[Activity]
Exactly how many lines in the data below contain the string "NameYearKey"? Give that number and nothing else.

[Records for processing]
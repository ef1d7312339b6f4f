//! Album lookups, writes, and the cover workflow.

use std::collections::HashMap;
use std::sync::Arc;

use sqlx::{Pool, Sqlite};
use storage_traits::{SqlRow, SqlValue, StorageExecutor};
use tracing::debug;

use crate::adapters::SqliteStore;
use crate::error::{CatalogError, Result};
use crate::mappers::{AlbumArtistStore, CoverResolver};
use crate::models::{missing_column, Album, CoverlessAlbum};
use crate::query::{self, NameMatch, NameYearKey};

/// Data mapper for album entities.
///
/// Every read is scoped to the user id passed with the call; an album
/// that exists under another user is indistinguishable from one that
/// does not exist. Artist relations and cover resolution are handled by
/// [`AlbumArtistStore`] and [`CoverResolver`] over the same executor and
/// surfaced here so callers deal with one type.
pub struct AlbumMapper {
    store: Arc<dyn StorageExecutor>,
    relations: AlbumArtistStore,
    covers: CoverResolver,
}

impl AlbumMapper {
    pub fn new(store: Arc<dyn StorageExecutor>) -> Self {
        Self {
            relations: AlbumArtistStore::new(store.clone()),
            covers: CoverResolver::new(store.clone()),
            store,
        }
    }

    /// Convenience constructor wrapping a pool in a [`SqliteStore`] with
    /// the default table prefix.
    pub fn from_pool(pool: Pool<Sqlite>) -> Self {
        Self::new(Arc::new(SqliteStore::from_pool(pool)))
    }

    /// Find one album by id.
    pub async fn find(&self, album_id: i64, user_id: &str) -> Result<Album> {
        let params = vec![SqlValue::Text(user_id.to_string()), SqlValue::Integer(album_id)];
        let rows = self.store.query(query::FIND_ALBUM, &params).await?;
        one_album(rows, album_id.to_string())
    }

    /// All of a user's albums, ordered by name.
    pub async fn find_all(&self, user_id: &str) -> Result<Vec<Album>> {
        let params = vec![SqlValue::Text(user_id.to_string())];
        self.fetch_albums(query::FIND_ALL_ALBUMS, params).await
    }

    /// A user's albums that the given artist contributed to, ordered by
    /// name.
    pub async fn find_all_by_artist(&self, artist_id: i64, user_id: &str) -> Result<Vec<Album>> {
        let params = vec![SqlValue::Text(user_id.to_string()), SqlValue::Integer(artist_id)];
        self.fetch_albums(query::FIND_ALBUMS_BY_ARTIST, params).await
    }

    /// A user's albums matching the given name, ordered by name.
    pub async fn find_all_by_name(
        &self,
        name: &str,
        user_id: &str,
        name_match: NameMatch,
    ) -> Result<Vec<Album>> {
        let params = vec![SqlValue::Text(user_id.to_string()), name_match.pattern(name)];
        self.fetch_albums(name_match.statement(), params).await
    }

    /// Find the single album with this exact name and year, where `None`
    /// matches a NULL cell rather than any value.
    pub async fn find_by_name_and_year(
        &self,
        name: Option<&str>,
        year: Option<i64>,
        user_id: &str,
    ) -> Result<Album> {
        let key = NameYearKey::new(name, year);
        let rows = self.store.query(key.statement(), &key.params(user_id)).await?;
        one_album(rows, key.describe())
    }

    /// Number of albums the user owns.
    pub async fn count(&self, user_id: &str) -> Result<i64> {
        let params = vec![SqlValue::Text(user_id.to_string())];
        self.count_with(query::COUNT_ALBUMS, params).await
    }

    /// Number of the user's albums the given artist contributed to.
    pub async fn count_by_artist(&self, artist_id: i64, user_id: &str) -> Result<i64> {
        let params = vec![SqlValue::Text(user_id.to_string()), SqlValue::Integer(artist_id)];
        self.count_with(query::COUNT_ALBUMS_BY_ARTIST, params).await
    }

    /// Persist a new album built from its changed fields and return it
    /// with the generated id assigned and tracking cleared.
    pub async fn insert(&self, mut album: Album) -> Result<Album> {
        let statement = query::insert_album(album.updated_fields())?;
        let params: Vec<SqlValue> = album
            .updated_fields()
            .iter()
            .map(|field| album.field_value(*field))
            .collect();

        let row = self.store.query_one(&statement, &params).await?;
        let id = row
            .get("id")
            .and_then(|value| value.as_i64())
            .ok_or_else(|| missing_column("id"))?;

        album.assign_id(id);
        album.reset_updated_fields();
        debug!(album_id = id, "Inserted album");
        Ok(album)
    }

    /// Persist the changed fields of an existing album.
    ///
    /// An album with no changed fields is returned untouched without a
    /// statement being issued. Updating an id that no longer exists is
    /// reported as not found.
    pub async fn update(&self, mut album: Album) -> Result<Album> {
        let id = album.id().ok_or_else(|| {
            CatalogError::InvalidFilterState("album update requires an id".to_string())
        })?;
        if album.updated_fields().is_empty() {
            return Ok(album);
        }

        let statement = query::update_album(album.updated_fields())?;
        let mut params: Vec<SqlValue> = album
            .updated_fields()
            .iter()
            .map(|field| album.field_value(*field))
            .collect();
        params.push(SqlValue::Integer(id));

        let affected = self.store.execute(&statement, &params).await?;
        if affected == 0 {
            return Err(CatalogError::NotFound {
                entity_type: "Album".to_string(),
                id: id.to_string(),
            });
        }

        album.reset_updated_fields();
        Ok(album)
    }

    /// Delete one album and its artist relations.
    pub async fn delete(&self, album: Album) -> Result<()> {
        let id = album.id().ok_or_else(|| {
            CatalogError::InvalidFilterState("album delete requires an id".to_string())
        })?;
        self.delete_by_id(&[id]).await
    }

    /// Delete the given albums and their artist relations. Relations go
    /// first so no orphaned pairs survive a partial failure. An empty id
    /// list is a no-op; ids that do not exist are silently skipped.
    pub async fn delete_by_id(&self, album_ids: &[i64]) -> Result<()> {
        if album_ids.is_empty() {
            return Ok(());
        }

        self.relations.delete_by_album_ids(album_ids).await?;

        let statement = query::delete_albums_by_ids(album_ids.len())?;
        let affected = self
            .store
            .execute(&statement, &query::id_params(album_ids))
            .await?;

        debug!(albums = album_ids.len(), rows_affected = affected, "Deleted albums");
        Ok(())
    }

    /// Artist ids for each of the given albums, keyed by album id.
    pub async fn get_album_artists_by_album_id(
        &self,
        album_ids: &[i64],
    ) -> Result<HashMap<i64, Vec<i64>>> {
        self.relations.artists_by_album_ids(album_ids).await
    }

    /// Record that an artist contributed to an album, if not already
    /// recorded.
    pub async fn add_album_artist_relation_if_not_exist(
        &self,
        album_id: i64,
        artist_id: i64,
    ) -> Result<()> {
        self.relations.add_if_not_exist(album_id, artist_id).await
    }

    /// Detach a deleted image file from every album using it as cover.
    /// Albums that referenced it revert to coverless.
    pub async fn remove_cover(&self, cover_file_id: i64) -> Result<()> {
        let affected = self
            .store
            .execute(query::REMOVE_COVER, &[SqlValue::Integer(cover_file_id)])
            .await?;
        debug!(cover_file_id, rows_affected = affected, "Cleared album cover references");
        Ok(())
    }

    /// Offer a newly discovered image as cover to every coverless album
    /// whose tracks live in the given folder. Albums that already have a
    /// cover keep it.
    pub async fn update_cover(&self, cover_file_id: i64, parent_folder_id: i64) -> Result<()> {
        let affected = self
            .store
            .execute(
                query::UPDATE_FOLDER_COVER,
                &[
                    SqlValue::Integer(cover_file_id),
                    SqlValue::Integer(parent_folder_id),
                ],
            )
            .await?;
        debug!(
            cover_file_id,
            parent_folder_id,
            rows_affected = affected,
            "Assigned cover to coverless albums in folder"
        );
        Ok(())
    }

    /// Pick and persist a cover for the album from the images in the
    /// given folder. See [`CoverResolver::find_album_cover`].
    pub async fn find_album_cover(
        &self,
        album_id: i64,
        parent_folder_id: i64,
    ) -> Result<Option<i64>> {
        self.covers.find_album_cover(album_id, parent_folder_id).await
    }

    /// Albums with no cover, paired with their tracks' parent folders.
    pub async fn albums_without_cover(&self) -> Result<Vec<CoverlessAlbum>> {
        self.covers.albums_without_cover().await
    }

    async fn fetch_albums(&self, statement: &str, params: Vec<SqlValue>) -> Result<Vec<Album>> {
        let rows = self.store.query(statement, &params).await?;
        rows.iter().map(Album::from_row).collect()
    }

    async fn count_with(&self, statement: &str, params: Vec<SqlValue>) -> Result<i64> {
        let row = self.store.query_one(statement, &params).await?;
        row.get("count")
            .and_then(|value| value.as_i64())
            .ok_or_else(|| missing_column("count"))
    }
}

/// Enforce the exactly-one contract for single-entity lookups.
fn one_album(rows: Vec<SqlRow>, key: String) -> Result<Album> {
    match rows.as_slice() {
        [] => Err(CatalogError::NotFound {
            entity_type: "Album".to_string(),
            id: key,
        }),
        [row] => Album::from_row(row),
        _ => Err(CatalogError::AmbiguousResult {
            entity_type: "Album".to_string(),
            id: key,
        }),
    }
}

[Answer]
2